*** DATA FOR THE TASK ***

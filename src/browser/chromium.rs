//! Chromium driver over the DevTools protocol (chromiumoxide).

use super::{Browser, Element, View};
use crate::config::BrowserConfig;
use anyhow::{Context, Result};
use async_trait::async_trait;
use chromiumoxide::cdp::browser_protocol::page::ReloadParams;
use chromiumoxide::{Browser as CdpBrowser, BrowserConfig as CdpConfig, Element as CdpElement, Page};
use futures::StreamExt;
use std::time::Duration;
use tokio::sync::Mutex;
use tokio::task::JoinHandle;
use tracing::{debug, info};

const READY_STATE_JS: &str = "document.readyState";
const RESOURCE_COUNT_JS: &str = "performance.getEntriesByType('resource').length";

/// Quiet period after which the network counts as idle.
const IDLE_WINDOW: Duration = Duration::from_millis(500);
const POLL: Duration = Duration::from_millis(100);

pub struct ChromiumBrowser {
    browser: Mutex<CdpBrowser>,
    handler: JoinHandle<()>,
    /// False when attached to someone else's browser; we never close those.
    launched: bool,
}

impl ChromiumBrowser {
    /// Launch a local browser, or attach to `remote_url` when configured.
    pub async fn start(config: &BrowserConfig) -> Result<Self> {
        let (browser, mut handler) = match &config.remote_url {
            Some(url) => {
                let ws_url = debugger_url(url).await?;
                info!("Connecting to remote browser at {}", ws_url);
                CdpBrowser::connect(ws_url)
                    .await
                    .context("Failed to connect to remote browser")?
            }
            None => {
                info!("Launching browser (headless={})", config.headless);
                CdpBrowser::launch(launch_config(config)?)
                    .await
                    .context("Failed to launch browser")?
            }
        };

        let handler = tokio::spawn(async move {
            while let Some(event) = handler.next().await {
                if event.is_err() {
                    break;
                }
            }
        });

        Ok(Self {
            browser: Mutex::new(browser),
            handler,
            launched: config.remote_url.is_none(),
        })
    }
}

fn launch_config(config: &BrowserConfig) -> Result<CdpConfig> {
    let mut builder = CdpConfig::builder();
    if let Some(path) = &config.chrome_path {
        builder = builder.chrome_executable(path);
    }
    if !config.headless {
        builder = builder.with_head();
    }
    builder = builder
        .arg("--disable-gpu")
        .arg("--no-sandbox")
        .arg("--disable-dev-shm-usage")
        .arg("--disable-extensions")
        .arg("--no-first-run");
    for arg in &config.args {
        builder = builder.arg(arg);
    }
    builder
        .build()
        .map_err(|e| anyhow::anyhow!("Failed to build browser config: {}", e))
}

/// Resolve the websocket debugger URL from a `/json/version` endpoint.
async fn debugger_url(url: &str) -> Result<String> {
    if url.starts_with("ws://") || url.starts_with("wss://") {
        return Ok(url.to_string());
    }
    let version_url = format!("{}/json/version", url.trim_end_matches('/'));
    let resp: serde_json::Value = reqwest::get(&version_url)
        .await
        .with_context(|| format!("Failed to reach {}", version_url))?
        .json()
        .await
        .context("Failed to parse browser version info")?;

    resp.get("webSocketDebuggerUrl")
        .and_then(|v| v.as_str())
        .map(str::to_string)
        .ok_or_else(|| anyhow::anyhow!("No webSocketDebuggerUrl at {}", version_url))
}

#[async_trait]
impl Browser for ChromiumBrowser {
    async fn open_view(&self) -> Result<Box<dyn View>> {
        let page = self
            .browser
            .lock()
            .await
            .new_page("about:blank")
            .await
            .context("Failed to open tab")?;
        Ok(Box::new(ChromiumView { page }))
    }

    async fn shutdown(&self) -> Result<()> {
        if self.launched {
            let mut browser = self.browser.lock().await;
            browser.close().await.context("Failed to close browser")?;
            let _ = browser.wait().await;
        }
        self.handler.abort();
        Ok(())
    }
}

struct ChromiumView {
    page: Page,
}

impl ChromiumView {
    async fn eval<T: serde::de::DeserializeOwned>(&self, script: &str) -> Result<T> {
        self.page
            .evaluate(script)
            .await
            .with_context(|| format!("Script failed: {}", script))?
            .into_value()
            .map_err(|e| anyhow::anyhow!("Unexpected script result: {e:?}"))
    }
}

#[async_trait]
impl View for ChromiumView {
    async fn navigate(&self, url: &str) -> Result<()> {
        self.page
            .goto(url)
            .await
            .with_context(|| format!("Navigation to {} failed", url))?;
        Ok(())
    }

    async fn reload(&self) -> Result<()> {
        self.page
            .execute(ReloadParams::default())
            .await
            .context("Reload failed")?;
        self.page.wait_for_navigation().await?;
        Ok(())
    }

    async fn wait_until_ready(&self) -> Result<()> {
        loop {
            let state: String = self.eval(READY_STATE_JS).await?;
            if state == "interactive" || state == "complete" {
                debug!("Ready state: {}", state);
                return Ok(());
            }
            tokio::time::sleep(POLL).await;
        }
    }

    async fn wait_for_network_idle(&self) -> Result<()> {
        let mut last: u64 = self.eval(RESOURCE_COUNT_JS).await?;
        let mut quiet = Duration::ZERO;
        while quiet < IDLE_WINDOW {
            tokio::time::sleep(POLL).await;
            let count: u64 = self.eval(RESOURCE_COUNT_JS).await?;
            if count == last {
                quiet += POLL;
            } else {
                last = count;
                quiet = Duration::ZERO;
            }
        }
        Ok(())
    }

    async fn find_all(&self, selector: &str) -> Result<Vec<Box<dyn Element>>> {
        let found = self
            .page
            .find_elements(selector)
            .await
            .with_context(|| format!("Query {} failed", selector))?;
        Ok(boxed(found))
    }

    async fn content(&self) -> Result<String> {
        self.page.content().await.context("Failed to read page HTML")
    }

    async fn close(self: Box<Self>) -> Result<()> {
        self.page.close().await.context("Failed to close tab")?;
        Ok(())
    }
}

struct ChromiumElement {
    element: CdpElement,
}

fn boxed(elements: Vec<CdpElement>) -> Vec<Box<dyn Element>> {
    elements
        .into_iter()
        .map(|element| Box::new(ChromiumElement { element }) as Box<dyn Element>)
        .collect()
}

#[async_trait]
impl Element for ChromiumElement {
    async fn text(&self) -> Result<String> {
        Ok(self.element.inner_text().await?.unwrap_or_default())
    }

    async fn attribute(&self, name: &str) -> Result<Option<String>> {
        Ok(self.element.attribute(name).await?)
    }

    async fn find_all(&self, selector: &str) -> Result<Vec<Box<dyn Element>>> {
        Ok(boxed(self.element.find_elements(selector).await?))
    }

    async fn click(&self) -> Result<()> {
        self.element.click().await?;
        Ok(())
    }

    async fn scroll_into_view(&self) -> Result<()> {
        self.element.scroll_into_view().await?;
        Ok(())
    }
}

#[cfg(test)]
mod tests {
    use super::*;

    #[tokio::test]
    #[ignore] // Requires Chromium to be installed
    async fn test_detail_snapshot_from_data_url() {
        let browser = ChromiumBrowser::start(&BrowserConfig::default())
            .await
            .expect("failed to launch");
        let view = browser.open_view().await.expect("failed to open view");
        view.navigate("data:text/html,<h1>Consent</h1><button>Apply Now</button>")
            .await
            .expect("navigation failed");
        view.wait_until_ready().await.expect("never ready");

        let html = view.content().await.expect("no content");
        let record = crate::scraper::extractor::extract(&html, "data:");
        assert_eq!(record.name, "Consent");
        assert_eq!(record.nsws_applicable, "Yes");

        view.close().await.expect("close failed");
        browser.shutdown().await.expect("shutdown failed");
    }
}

*** End of DATA FOR THE TASK ***

AIM OF THE TASK
The full set of records must be transcribed character for character.

TASK ANSWER
filename src/browser/chromium.rs
//! Chromium driver over the DevTools protocol (chromiumoxide).

use super::{Browser, Element, View};
use crate::config::BrowserConfig;
use anyhow::{Context, Result};
use async_trait::async_trait;
use chromiumoxide::cdp::browser_protocol::page::ReloadParams;
use chromiumoxide::{Browser as CdpBrowser, BrowserConfig as CdpConfig, Element as CdpElement, Page};
use futures::StreamExt;
use std::time::Duration;
use tokio::sync::Mutex;
use tokio::task::JoinHandle;
use tracing::{debug, info};

const READY_STATE_JS: &str = "document.readyState";
const RESOURCE_COUNT_JS: &str = "performance.getEntriesByType('resource').length";

/// Quiet period after which the network counts as idle.
const IDLE_WINDOW: Duration = Duration::from_millis(500);
const POLL: Duration = Duration::from_millis(100);

pub struct ChromiumBrowser {
    browser: Mutex<CdpBrowser>,
    handler: JoinHandle<()>,
    /// False when attached to someone else's browser; we never close those.
    launched: bool,
}

impl ChromiumBrowser {
    /// Launch a local browser, or attach to `remote_url` when configured.
    pub async fn start(config: &BrowserConfig) -> Result<Self> {
        let (browser, mut handler) = match &config.remote_url {
            Some(url) => {
                let ws_url = debugger_url(url).await?;
                info!("Connecting to remote browser at {}", ws_url);
                CdpBrowser::connect(ws_url)
                    .await
                    .context("Failed to connect to remote browser")?
            }
            None => {
                info!("Launching browser (headless={})", config.headless);
                CdpBrowser::launch(launch_config(config)?)
                    .await
                    .context("Failed to launch browser")?
            }
        };

        let handler = tokio::spawn(async move {
            while let Some(event) = handler.next().await {
                if event.is_err() {
                    break;
                }
            }
        });

        Ok(Self {
            browser: Mutex::new(browser),
            handler,
            launched: config.remote_url.is_none(),
        })
    }
}

fn launch_config(config: &BrowserConfig) -> Result<CdpConfig> {
    let mut builder = CdpConfig::builder();
    if let Some(path) = &config.chrome_path {
        builder = builder.chrome_executable(path);
    }
    if !config.headless {
        builder = builder.with_head();
    }
    builder = builder
        .arg("--disable-gpu")
        .arg("--no-sandbox")
        .arg("--disable-dev-shm-usage")
        .arg("--disable-extensions")
        .arg("--no-first-run");
    for arg in &config.args {
        builder = builder.arg(arg);
    }
    builder
        .build()
        .map_err(|e| anyhow::anyhow!("Failed to build browser config: {}", e))
}

/// Resolve the websocket debugger URL from a `/json/version` endpoint.
async fn debugger_url(url: &str) -> Result<String> {
    if url.starts_with("ws://") || url.starts_with("wss://") {
        return Ok(url.to_string());
    }
    let version_url = format!("{}/json/version", url.trim_end_matches('/'));
    let resp: serde_json::Value = reqwest::get(&version_url)
        .await
        .with_context(|| format!("Failed to reach {}", version_url))?
        .json()
        .await
        .context("Failed to parse browser version info")?;

    resp.get("webSocketDebuggerUrl")
        .and_then(|v| v.as_str())
        .map(str::to_string)
        .ok_or_else(|| anyhow::anyhow!("No webSocketDebuggerUrl at {}", version_url))
}

#[async_trait]
impl Browser for ChromiumBrowser {
    async fn open_view(&self) -> Result<Box<dyn View>> {
        let page = self
            .browser
            .lock()
            .await
            .new_page("about:blank")
            .await
            .context("Failed to open tab")?;
        Ok(Box::new(ChromiumView { page }))
    }

    async fn shutdown(&self) -> Result<()> {
        if self.launched {
            let mut browser = self.browser.lock().await;
            browser.close().await.context("Failed to close browser")?;
            let _ = browser.wait().await;
        }
        self.handler.abort();
        Ok(())
    }
}

struct ChromiumView {
    page: Page,
}

impl ChromiumView {
    async fn eval<T: serde::de::DeserializeOwned>(&self, script: &str) -> Result<T> {
        self.page
            .evaluate(script)
            .await
            .with_context(|| format!("Script failed: {}", script))?
            .into_value()
            .map_err(|e| anyhow::anyhow!("Unexpected script result: {e:?}"))
    }
}

#[async_trait]
impl View for ChromiumView {
    async fn navigate(&self, url: &str) -> Result<()> {
        self.page
            .goto(url)
            .await
            .with_context(|| format!("Navigation to {} failed", url))?;
        Ok(())
    }

    async fn reload(&self) -> Result<()> {
        self.page
            .execute(ReloadParams::default())
            .await
            .context("Reload failed")?;
        self.page.wait_for_navigation().await?;
        Ok(())
    }

    async fn wait_until_ready(&self) -> Result<()> {
        loop {
            let state: String = self.eval(READY_STATE_JS).await?;
            if state == "interactive" || state == "complete" {
                debug!("Ready state: {}", state);
                return Ok(());
            }
            tokio::time::sleep(POLL).await;
        }
    }

    async fn wait_for_network_idle(&self) -> Result<()> {
        let mut last: u64 = self.eval(RESOURCE_COUNT_JS).await?;
        let mut quiet = Duration::ZERO;
        while quiet < IDLE_WINDOW {
            tokio::time::sleep(POLL).await;
            let count: u64 = self.eval(RESOURCE_COUNT_JS).await?;
            if count == last {
                quiet += POLL;
            } else {
                last = count;
                quiet = Duration::ZERO;
            }
        }
        Ok(())
    }

    async fn find_all(&self, selector: &str) -> Result<Vec<Box<dyn Element>>> {
        let found = self
            .page
            .find_elements(selector)
            .await
            .with_context(|| format!("Query {} failed", selector))?;
        Ok(boxed(found))
    }

    async fn content(&self) -> Result<String> {
        self.page.content().await.context("Failed to read page HTML")
    }

    async fn close(self: Box<Self>) -> Result<()> {
        self.page.close().await.context("Failed to close tab")?;
        Ok(())
    }
}

struct ChromiumElement {
    element: CdpElement,
}

fn boxed(elements: Vec<CdpElement>) -> Vec<Box<dyn Element>> {
    elements
        .into_iter()
        .map(|element| Box::new(ChromiumElement { element }) as Box<dyn Element>)
        .collect()
}

#[async_trait]
impl Element for ChromiumElement {
    async fn text(&self) -> Result<String> {
        Ok(self.element.inner_text().await?.unwrap_or_default())
    }

    async fn attribute(&self, name: &str) -> Result<Option<String>> {
        Ok(self.element.attribute(name).await?)
    }

    async fn find_all(&self, selector: &str) -> Result<Vec<Box<dyn Element>>> {
        Ok(boxed(self.element.find_elements(selector).await?))
    }

    async fn click(&self) -> Result<()> {
        self.element.click().await?;
        Ok(())
    }

    async fn scroll_into_view(&self) -> Result<()> {
        self.element.scroll_into_view().await?;
        Ok(())
    }
}

#[cfg(test)]
mod tests {
    use super::*;

    #[tokio::test]
    #[ignore] // Requires Chromium to be installed
    async fn test_detail_snapshot_from_data_url() {
        let browser = ChromiumBrowser::start(&BrowserConfig::default())
            .await
            .expect("failed to launch");
        let view = browser.open_view().await.expect("failed to open view");
        view.navigate("data:text/html,<h1>Consent</h1><button>Apply Now</button>")
            .await
            .expect("navigation failed");
        view.wait_until_ready().await.expect("never ready");

        let html = view.content().await.expect("no content");
        let record = crate::scraper::extractor::extract(&html, "data:");
        assert_eq!(record.name, "Consent");
        assert_eq!(record.nsws_applicable, "Yes");

        view.close().await.expect("close failed");
        browser.shutdown().await.expect("shutdown failed");
    }
}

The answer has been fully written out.